:: Extracted records ::

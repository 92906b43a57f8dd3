//! HELP topic table

/// Usage text per command, one entry per line of output
pub const HELP_TOPICS: &[(&str, &str)] = &[
    ("AUTO", "AUTO [start[,increment]]\nNUMBERS NEW LINES AUTOMATICALLY (DEFAULT 10,10).\nENTER A BLANK LINE TO STOP."),
    ("CLS", "CLS\nCLEARS THE SCREEN."),
    ("DATA", "DATA value[,value...]\nLISTS VALUES FOR READ. STRINGS MAY BE QUOTED."),
    ("DIM", "DIM name(size[,size...])[,...]\nDECLARES ARRAYS. EACH AXIS HOLDS INDICES 0 TO size."),
    ("END", "END\nSTOPS THE PROGRAM."),
    ("FILES", "FILES\nLISTS SAVED PROGRAMS."),
    ("FOR", "FOR var = start TO end [STEP step]\nREPEATS THE LINES UP TO THE MATCHING NEXT."),
    ("GOSUB", "GOSUB line\nCALLS THE SUBROUTINE AT line. RETURN COMES BACK."),
    ("GOTO", "GOTO line\nCONTINUES EXECUTION AT line."),
    ("HELP", "HELP [command]\nSHOWS HELP FOR A COMMAND, OR LISTS ALL TOPICS."),
    ("IF", "IF condition THEN line|statement\nIF condition GOTO line\nRUNS THE BRANCH WHEN condition IS NOT ZERO."),
    ("INPUT", "INPUT [\"prompt\";] var\nWAITS FOR A VALUE FROM THE KEYBOARD."),
    ("KILL", "KILL \"name\"\nDELETES A SAVED PROGRAM."),
    ("LET", "[LET] var = expression\nASSIGNS A VALUE. THE WORD LET IS OPTIONAL."),
    ("LIST", "LIST [from][-[to]]\nSHOWS PROGRAM LINES IN ORDER."),
    ("LOAD", "LOAD \"name\"\nREPLACES THE CURRENT PROGRAM WITH A SAVED ONE."),
    ("NEW", "NEW\nERASES THE PROGRAM AND ALL VARIABLES."),
    ("NEXT", "NEXT [var[,var...]]\nENDS A FOR LOOP."),
    ("ON", "ON expression GOTO|GOSUB line[,line...]\nJUMPS TO THE LINE SELECTED BY expression."),
    ("POKE", "POKE address, value\nSTORES A BYTE IN MEMORY (ADDRESS 0-65535)."),
    ("PRINT", "PRINT item[;|,item...]\n? IS SHORT FOR PRINT. ; JOINS ITEMS, , MOVES TO THE NEXT ZONE."),
    ("READ", "READ var[,var...]\nTAKES THE NEXT VALUES FROM DATA."),
    ("REM", "REM text\nA COMMENT. THE REST OF THE LINE IS IGNORED."),
    ("RESTORE", "RESTORE\nMAKES READ START AGAIN FROM THE FIRST DATA VALUE."),
    ("RETURN", "RETURN\nRETURNS FROM A GOSUB."),
    ("RUN", "RUN [line]\nRUNS THE PROGRAM FROM THE START OR FROM line."),
    ("SAVE", "SAVE \"name\"\nSAVES THE CURRENT PROGRAM."),
];

/// Look up the usage text for a command
pub fn lookup(topic: &str) -> Option<&'static str> {
    let topic = topic.trim().to_ascii_uppercase();
    HELP_TOPICS
        .iter()
        .find(|(name, _)| *name == topic)
        .map(|(_, text)| *text)
}

/// All topic names, sorted
pub fn topic_names() -> Vec<&'static str> {
    let mut names: Vec<&'static str> = HELP_TOPICS.iter().map(|(name, _)| *name).collect();
    names.sort_unstable();
    names
}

:::

What to work on: Print, without alteration, only the lines above between the one holding "[start[,increment]]\nNUMBERS NEW LINES" and the one holding "value[,value...]\nLISTS VALUES FOR", inclusive.

Exercise result:
    ("AUTO", "AUTO [start[,increment]]\nNUMBERS NEW LINES AUTOMATICALLY (DEFAULT 10,10).\nENTER A BLANK LINE TO STOP."),
    ("CLS", "CLS\nCLEARS THE SCREEN."),
    ("DATA", "DATA value[,value...]\nLISTS VALUES FOR READ. STRINGS MAY BE QUOTED."),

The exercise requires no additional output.